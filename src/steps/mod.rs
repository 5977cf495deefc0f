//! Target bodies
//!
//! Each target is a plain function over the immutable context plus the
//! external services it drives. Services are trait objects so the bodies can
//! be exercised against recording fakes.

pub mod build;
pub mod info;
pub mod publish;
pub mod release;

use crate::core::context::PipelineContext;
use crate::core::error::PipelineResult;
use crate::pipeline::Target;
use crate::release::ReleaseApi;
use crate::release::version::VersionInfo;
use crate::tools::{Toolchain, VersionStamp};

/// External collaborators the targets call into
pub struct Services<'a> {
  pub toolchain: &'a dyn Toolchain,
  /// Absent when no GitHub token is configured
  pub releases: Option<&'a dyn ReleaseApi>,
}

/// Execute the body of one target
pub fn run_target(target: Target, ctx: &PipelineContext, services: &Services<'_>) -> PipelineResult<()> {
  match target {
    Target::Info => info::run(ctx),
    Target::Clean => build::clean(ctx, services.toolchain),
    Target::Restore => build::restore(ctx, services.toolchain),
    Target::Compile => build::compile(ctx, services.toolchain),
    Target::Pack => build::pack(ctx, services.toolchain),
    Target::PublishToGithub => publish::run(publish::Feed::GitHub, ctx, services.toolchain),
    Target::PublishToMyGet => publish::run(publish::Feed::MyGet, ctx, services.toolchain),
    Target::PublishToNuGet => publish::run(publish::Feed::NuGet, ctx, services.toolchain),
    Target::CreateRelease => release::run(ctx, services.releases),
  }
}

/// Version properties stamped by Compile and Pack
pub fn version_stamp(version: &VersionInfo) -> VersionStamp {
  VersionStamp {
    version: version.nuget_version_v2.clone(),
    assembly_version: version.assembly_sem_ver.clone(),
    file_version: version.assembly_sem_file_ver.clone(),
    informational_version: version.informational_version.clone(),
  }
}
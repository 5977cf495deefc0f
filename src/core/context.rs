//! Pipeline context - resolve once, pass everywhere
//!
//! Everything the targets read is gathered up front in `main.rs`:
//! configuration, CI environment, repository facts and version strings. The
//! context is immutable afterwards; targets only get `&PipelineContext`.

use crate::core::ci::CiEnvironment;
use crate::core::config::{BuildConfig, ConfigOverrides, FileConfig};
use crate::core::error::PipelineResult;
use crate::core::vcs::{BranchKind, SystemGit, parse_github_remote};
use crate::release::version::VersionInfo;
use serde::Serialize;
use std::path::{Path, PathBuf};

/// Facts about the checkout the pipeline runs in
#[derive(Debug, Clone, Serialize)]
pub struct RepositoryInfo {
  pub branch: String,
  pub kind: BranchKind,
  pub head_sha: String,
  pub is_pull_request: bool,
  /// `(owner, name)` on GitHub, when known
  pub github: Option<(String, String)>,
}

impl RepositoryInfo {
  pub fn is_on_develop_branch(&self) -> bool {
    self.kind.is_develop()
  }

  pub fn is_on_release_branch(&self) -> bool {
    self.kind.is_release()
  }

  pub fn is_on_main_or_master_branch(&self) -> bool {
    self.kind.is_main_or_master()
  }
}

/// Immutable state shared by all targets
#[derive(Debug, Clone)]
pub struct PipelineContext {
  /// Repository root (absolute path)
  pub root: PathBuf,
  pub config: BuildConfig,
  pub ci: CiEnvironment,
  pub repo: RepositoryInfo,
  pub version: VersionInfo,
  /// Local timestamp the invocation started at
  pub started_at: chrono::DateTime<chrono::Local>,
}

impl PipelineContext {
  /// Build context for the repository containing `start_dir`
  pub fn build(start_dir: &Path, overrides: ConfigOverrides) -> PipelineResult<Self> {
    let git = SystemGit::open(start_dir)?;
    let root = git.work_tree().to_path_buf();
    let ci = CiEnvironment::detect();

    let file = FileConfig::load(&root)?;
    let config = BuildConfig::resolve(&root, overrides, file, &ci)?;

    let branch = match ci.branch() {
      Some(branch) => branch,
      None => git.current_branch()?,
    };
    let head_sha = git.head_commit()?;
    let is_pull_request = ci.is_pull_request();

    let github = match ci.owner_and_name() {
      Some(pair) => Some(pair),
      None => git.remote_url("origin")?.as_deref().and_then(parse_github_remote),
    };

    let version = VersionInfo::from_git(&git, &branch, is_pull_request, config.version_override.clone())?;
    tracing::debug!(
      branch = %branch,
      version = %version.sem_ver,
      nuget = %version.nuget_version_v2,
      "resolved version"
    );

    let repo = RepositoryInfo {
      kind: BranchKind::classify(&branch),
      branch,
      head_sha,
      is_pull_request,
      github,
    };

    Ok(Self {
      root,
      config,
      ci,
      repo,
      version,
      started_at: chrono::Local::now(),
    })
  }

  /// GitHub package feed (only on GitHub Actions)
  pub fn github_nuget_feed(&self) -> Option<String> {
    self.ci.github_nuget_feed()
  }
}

WORK REQUIRED: When you find a line in the records that contains the word "VersionStamp", copy it.

RESULT FOR THIS TASK:
use crate::tools::{Toolchain, VersionStamp};
pub fn version_stamp(version: &VersionInfo) -> VersionStamp {
  VersionStamp {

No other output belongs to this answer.